At the same time, almost a third say they plan to invest more in stocks, bonds or government securities
For a country with only 20% of the banking educated population in the 2000s, this evolution is worth noting in an economic chronicle: Romanians are starting to treat their family as an economic entity, not just a social one.
Inflation, the ugly kite in the story
In the financial play of 2026, there is a clear antagonist: prices. 58% of Romanians believe that inflation is the main problem of the year, and 17% say that it will be difficult for them to save
We already know why: Romanian inflation hits more painfully than the official figures — it hits the shelf, in the bills, in the take-home package that parents send their children to college.
In an almost tragicomic note of Romanian consumption, 25% plan expenses for renovations or furnishing the home, and 16% are thinking about real estate purchases.
No one borrows money for vacations in the Maldives — the household remains the fortress, and the fortress needs to be renovated.
The paradox of the cautious optimist
Perhaps the most beautiful contradiction in the data is that, in a country with chronic perceived inflation and wages that are losing ground, 45% of Romanians are optimistic that 2026 will be better financially than 2025

This optimism is not frivolous—it is the typical dissociation of populations that have experienced transition, crises, and serial inflations. Romanians have learned something that the West is barely discovering: economics is not just mathematics, it is psychology.
What is the role of banks in such an equation?
The study shows that 75% of Romanians believe that banking services really help them achieve their financial goals
That doesn't necessarily mean banks are loved—but that they are necessary tools.
The comment of Mihail Ion, VP Retail Raiffeisen, captures this new social contract: “Romanians want safe and transparent solutions… They are aware of the economic challenges, but they do not give up on their goals.”
In a country where 90% of major purchases go through credit, mortgage or savings, the bank becomes not a lender, but a translator of financial reality — what the new generation of customers demands is clarity and predictability, not promises.
What does the sociology of these numbers tell us?
When a society starts the year with: budget management, income growth, saving, investments, prudence, it means that: it starts planning its future, not just the present, it accepts the idea of financial responsibility, it assumes that interests, inflation and risks are not accidents, but conditions.
It is a profound cultural change.
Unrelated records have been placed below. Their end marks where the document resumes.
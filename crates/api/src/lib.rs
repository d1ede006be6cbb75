//! Courier Realtime API Library
//!
//! Realtime push delivery for riders, merchants and platform operators:
//! connection registry, cross-instance bridge and the notification dispatch
//! policy, served over Axum.

pub mod auth;
pub mod config;
pub mod dispatch;
pub mod error;
pub mod realtime;
pub mod routes;
pub mod state;
pub mod telemetry;

pub use config::Config;
pub use dispatch::{DispatchOutcome, Dispatcher, SendParams};
pub use error::{ApiError, ApiResult};
pub use realtime::Hub;
pub use state::AppState;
It is the transition from emotional consumption to strategic consumption.
Final: Romania learning to breathe between salaries
For years we have been bitterly repeating that Romania lives “paycheck to paycheck”. This study suggests something new: Romania is trying to breathe between salaries.
And perhaps this is the most important thing to say about 2026 — not that Romanians are making financial resolutions, but that for the first time they are treating them as survival strategies.